*Exercise directions:*
Every entry, from first to last, is to be written out exactly.

*Supplied data:*
# # # #

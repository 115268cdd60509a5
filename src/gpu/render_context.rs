use std::fmt;

/// Errors that can occur during GPU context initialization.
#[derive(Debug)]
pub enum RenderContextError {
    /// Failed to create a wgpu surface from the window handle.
    SurfaceCreation(wgpu::CreateSurfaceError),
    /// No compatible GPU adapter found.
    AdapterRequest(wgpu::RequestAdapterError),
    /// GPU device request failed (limits or features not met).
    DeviceRequest(wgpu::RequestDeviceError),
    /// Surface configuration not supported by the selected adapter.
    UnsupportedSurface,
}

impl fmt::Display for RenderContextError {
    fn fmt(&self, f: &mut fmt::Formatter<'_>) -> fmt::Result {
        match self {
            Self::SurfaceCreation(e) => {
                write!(f, "surface creation failed: {e}")
            }
            Self::AdapterRequest(e) => {
                write!(f, "no compatible GPU adapter found: {e}")
            }
            Self::DeviceRequest(e) => write!(f, "device request failed: {e}"),
            Self::UnsupportedSurface => {
                write!(f, "surface configuration not supported by adapter")
            }
        }
    }
}

impl std::error::Error for RenderContextError {
    fn source(&self) -> Option<&(dyn std::error::Error + 'static)> {
        match self {
            Self::SurfaceCreation(e) => Some(e),
            Self::AdapterRequest(e) => Some(e),
            Self::DeviceRequest(e) => Some(e),
            Self::UnsupportedSurface => None,
        }
    }
}

/// How many `item_size`-byte elements fit in one storage-buffer binding
/// under `limits`.
#[must_use]
pub fn storage_item_limit(limits: &wgpu::Limits, item_size: u64) -> u32 {
    let bytes = u64::from(limits.max_storage_buffer_binding_size)
        .min(limits.max_buffer_size);
    u32::try_from(bytes / item_size.max(1)).unwrap_or(u32::MAX)
}

/// Owns the core wgpu resources: device, queue, surface, and configuration.
pub struct RenderContext {
    /// The wgpu logical device.
    pub device: wgpu::Device,
    /// The wgpu command queue.
    pub queue: wgpu::Queue,
    /// The window surface for presentation.
    pub surface: wgpu::Surface<'static>,
    /// Current surface configuration (format, size, present mode).
    pub config: wgpu::SurfaceConfiguration,
    /// Whether `PolygonMode::Line` pipelines can be built.
    wireframe: bool,
}

impl RenderContext {
    /// Create a new render context from the given window surface target and
    /// initial size.
    ///
    /// Line-polygon rendering is requested only when the adapter offers it,
    /// so wireframe is optional rather than a hard requirement.
    ///
    /// # Errors
    ///
    /// Returns `RenderContextError` if surface creation, adapter request,
    /// device request, or surface configuration fails.
    pub async fn new(
        window: impl Into<wgpu::SurfaceTarget<'static>>,
        initial_size: (u32, u32),
    ) -> Result<Self, RenderContextError> {
        let instance = wgpu::Instance::default();
        let surface = instance
            .create_surface(window)
            .map_err(RenderContextError::SurfaceCreation)?;

        let adapter = instance
            .request_adapter(&wgpu::RequestAdapterOptions {
                compatible_surface: Some(&surface),
                power_preference: wgpu::PowerPreference::HighPerformance,
                ..Default::default()
            })
            .await
            .map_err(RenderContextError::AdapterRequest)?;

        let info = adapter.get_info();
        log::info!("adapter: {} ({:?})", info.name, info.backend);

        let wireframe = adapter
            .features()
            .contains(wgpu::Features::POLYGON_MODE_LINE);
        let required_features = if wireframe {
            wgpu::Features::POLYGON_MODE_LINE
        } else {
            log::info!("adapter lacks POLYGON_MODE_LINE; wireframe disabled");
            wgpu::Features::empty()
        };

        let (device, queue) = adapter
            .request_device(&wgpu::DeviceDescriptor {
                label: Some("Primary Device"),
                required_features,
                required_limits: wgpu::Limits::default(),
                ..Default::default()
            })
            .await
            .map_err(RenderContextError::DeviceRequest)?;

        let mut config = surface
            .get_default_config(&adapter, initial_size.0, initial_size.1)
            .ok_or(RenderContextError::UnsupportedSurface)?;
        config.width = initial_size.0.max(1);
        config.height = initial_size.1.max(1);
        config.present_mode = wgpu::PresentMode::AutoVsync;

        surface.configure(&device, &config);

        Ok(Self {
            device,
            queue,
            surface,
            config,
            wireframe,
        })
    }

    /// The surface texture format.
    #[must_use]
    pub fn format(&self) -> wgpu::TextureFormat {
        self.config.format
    }

    /// Current surface width in physical pixels.
    #[must_use]
    pub fn width(&self) -> u32 {
        self.config.width
    }

    /// Current surface height in physical pixels.
    #[must_use]
    pub fn height(&self) -> u32 {
        self.config.height
    }

    /// Elements of `item_size` bytes that fit in one storage binding.
    #[must_use]
    pub fn max_storage_items(&self, item_size: u64) -> u32 {
        storage_item_limit(&self.device.limits(), item_size)
    }

    /// Whether wireframe pipelines are available on this device.
    #[must_use]
    pub fn supports_wireframe(&self) -> bool {
        self.wireframe
    }

    /// Reconfigure the surface for the new window size. Ignores zero-sized
    /// dimensions.
    pub fn resize(&mut self, width: u32, height: u32) {
        if width > 0 && height > 0 {
            self.config.width = width;
            self.config.height = height;
            self.surface.configure(&self.device, &self.config);
        }
    }

    /// Acquire the next swapchain texture for rendering.
    ///
    /// # Errors
    ///
    /// Returns [`wgpu::SurfaceError`] if the surface is lost, outdated,
    /// or timed out.
    pub fn get_next_frame(
        &self,
    ) -> Result<wgpu::SurfaceTexture, wgpu::SurfaceError> {
        self.surface.get_current_texture()
    }

    /// Create a new command encoder for recording GPU commands.
    #[must_use]
    pub fn create_encoder(&self) -> wgpu::CommandEncoder {
        self.device
            .create_command_encoder(&wgpu::CommandEncoderDescriptor {
                label: Some("Frame Encoder"),
            })
    }

    /// Finish the encoder and submit its command buffer to the GPU queue.
    pub fn submit(&self, encoder: wgpu::CommandEncoder) {
        let _ = self.queue.submit(std::iter::once(encoder.finish()));
    }
}

#[cfg(test)]
mod tests {
    use super::*;

    #[test]
    fn default_limits_hold_two_million_matrices() {
        let limits = wgpu::Limits::default();
        assert_eq!(storage_item_limit(&limits, 64), 2_097_152);
        assert_eq!(storage_item_limit(&limits, 16), 8_388_608);
    }

    #[test]
    fn buffer_size_limit_also_applies() {
        let limits = wgpu::Limits {
            max_buffer_size: 6400,
            ..wgpu::Limits::default()
        };
        assert_eq!(storage_item_limit(&limits, 64), 100);
    }
}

# # # #

*Worked solution:*
repository 115268cdd60509a5
filename src/gpu/render_context.rs
use std::fmt;

/// Errors that can occur during GPU context initialization.
#[derive(Debug)]
pub enum RenderContextError {
    /// Failed to create a wgpu surface from the window handle.
    SurfaceCreation(wgpu::CreateSurfaceError),
    /// No compatible GPU adapter found.
    AdapterRequest(wgpu::RequestAdapterError),
    /// GPU device request failed (limits or features not met).
    DeviceRequest(wgpu::RequestDeviceError),
    /// Surface configuration not supported by the selected adapter.
    UnsupportedSurface,
}

impl fmt::Display for RenderContextError {
    fn fmt(&self, f: &mut fmt::Formatter<'_>) -> fmt::Result {
        match self {
            Self::SurfaceCreation(e) => {
                write!(f, "surface creation failed: {e}")
            }
            Self::AdapterRequest(e) => {
                write!(f, "no compatible GPU adapter found: {e}")
            }
            Self::DeviceRequest(e) => write!(f, "device request failed: {e}"),
            Self::UnsupportedSurface => {
                write!(f, "surface configuration not supported by adapter")
            }
        }
    }
}

impl std::error::Error for RenderContextError {
    fn source(&self) -> Option<&(dyn std::error::Error + 'static)> {
        match self {
            Self::SurfaceCreation(e) => Some(e),
            Self::AdapterRequest(e) => Some(e),
            Self::DeviceRequest(e) => Some(e),
            Self::UnsupportedSurface => None,
        }
    }
}

/// How many `item_size`-byte elements fit in one storage-buffer binding
/// under `limits`.
#[must_use]
pub fn storage_item_limit(limits: &wgpu::Limits, item_size: u64) -> u32 {
    let bytes = u64::from(limits.max_storage_buffer_binding_size)
        .min(limits.max_buffer_size);
    u32::try_from(bytes / item_size.max(1)).unwrap_or(u32::MAX)
}

/// Owns the core wgpu resources: device, queue, surface, and configuration.
pub struct RenderContext {
    /// The wgpu logical device.
    pub device: wgpu::Device,
    /// The wgpu command queue.
    pub queue: wgpu::Queue,
    /// The window surface for presentation.
    pub surface: wgpu::Surface<'static>,
    /// Current surface configuration (format, size, present mode).
    pub config: wgpu::SurfaceConfiguration,
    /// Whether `PolygonMode::Line` pipelines can be built.
    wireframe: bool,
}

impl RenderContext {
    /// Create a new render context from the given window surface target and
    /// initial size.
    ///
    /// Line-polygon rendering is requested only when the adapter offers it,
    /// so wireframe is optional rather than a hard requirement.
    ///
    /// # Errors
    ///
    /// Returns `RenderContextError` if surface creation, adapter request,
    /// device request, or surface configuration fails.
    pub async fn new(
        window: impl Into<wgpu::SurfaceTarget<'static>>,
        initial_size: (u32, u32),
    ) -> Result<Self, RenderContextError> {
        let instance = wgpu::Instance::default();
        let surface = instance
            .create_surface(window)
            .map_err(RenderContextError::SurfaceCreation)?;

        let adapter = instance
            .request_adapter(&wgpu::RequestAdapterOptions {
                compatible_surface: Some(&surface),
                power_preference: wgpu::PowerPreference::HighPerformance,
                ..Default::default()
            })
            .await
            .map_err(RenderContextError::AdapterRequest)?;

        let info = adapter.get_info();
        log::info!("adapter: {} ({:?})", info.name, info.backend);

        let wireframe = adapter
            .features()
            .contains(wgpu::Features::POLYGON_MODE_LINE);
        let required_features = if wireframe {
            wgpu::Features::POLYGON_MODE_LINE
        } else {
            log::info!("adapter lacks POLYGON_MODE_LINE; wireframe disabled");
            wgpu::Features::empty()
        };

        let (device, queue) = adapter
            .request_device(&wgpu::DeviceDescriptor {
                label: Some("Primary Device"),
                required_features,
                required_limits: wgpu::Limits::default(),
                ..Default::default()
            })
            .await
            .map_err(RenderContextError::DeviceRequest)?;

        let mut config = surface
            .get_default_config(&adapter, initial_size.0, initial_size.1)
            .ok_or(RenderContextError::UnsupportedSurface)?;
        config.width = initial_size.0.max(1);
        config.height = initial_size.1.max(1);
        config.present_mode = wgpu::PresentMode::AutoVsync;

        surface.configure(&device, &config);

        Ok(Self {
            device,
            queue,
            surface,
            config,
            wireframe,
        })
    }

    /// The surface texture format.
    #[must_use]
    pub fn format(&self) -> wgpu::TextureFormat {
        self.config.format
    }

    /// Current surface width in physical pixels.
    #[must_use]
    pub fn width(&self) -> u32 {
        self.config.width
    }

    /// Current surface height in physical pixels.
    #[must_use]
    pub fn height(&self) -> u32 {
        self.config.height
    }

    /// Elements of `item_size` bytes that fit in one storage binding.
    #[must_use]
    pub fn max_storage_items(&self, item_size: u64) -> u32 {
        storage_item_limit(&self.device.limits(), item_size)
    }

    /// Whether wireframe pipelines are available on this device.
    #[must_use]
    pub fn supports_wireframe(&self) -> bool {
        self.wireframe
    }

    /// Reconfigure the surface for the new window size. Ignores zero-sized
    /// dimensions.
    pub fn resize(&mut self, width: u32, height: u32) {
        if width > 0 && height > 0 {
            self.config.width = width;
            self.config.height = height;
            self.surface.configure(&self.device, &self.config);
        }
    }

    /// Acquire the next swapchain texture for rendering.
    ///
    /// # Errors
    ///
    /// Returns [`wgpu::SurfaceError`] if the surface is lost, outdated,
    /// or timed out.
    pub fn get_next_frame(
        &self,
    ) -> Result<wgpu::SurfaceTexture, wgpu::SurfaceError> {
        self.surface.get_current_texture()
    }

    /// Create a new command encoder for recording GPU commands.
    #[must_use]
    pub fn create_encoder(&self) -> wgpu::CommandEncoder {
        self.device
            .create_command_encoder(&wgpu::CommandEncoderDescriptor {
                label: Some("Frame Encoder"),
            })
    }

    /// Finish the encoder and submit its command buffer to the GPU queue.
    pub fn submit(&self, encoder: wgpu::CommandEncoder) {
        let _ = self.queue.submit(std::iter::once(encoder.finish()));
    }
}

#[cfg(test)]
mod tests {
    use super::*;

    #[test]
    fn default_limits_hold_two_million_matrices() {
        let limits = wgpu::Limits::default();
        assert_eq!(storage_item_limit(&limits, 64), 2_097_152);
        assert_eq!(storage_item_limit(&limits, 16), 8_388_608);
    }

    #[test]
    fn buffer_size_limit_also_applies() {
        let limits = wgpu::Limits {
            max_buffer_size: 6400,
            ..wgpu::Limits::default()
        };
        assert_eq!(storage_item_limit(&limits, 64), 100);
    }
}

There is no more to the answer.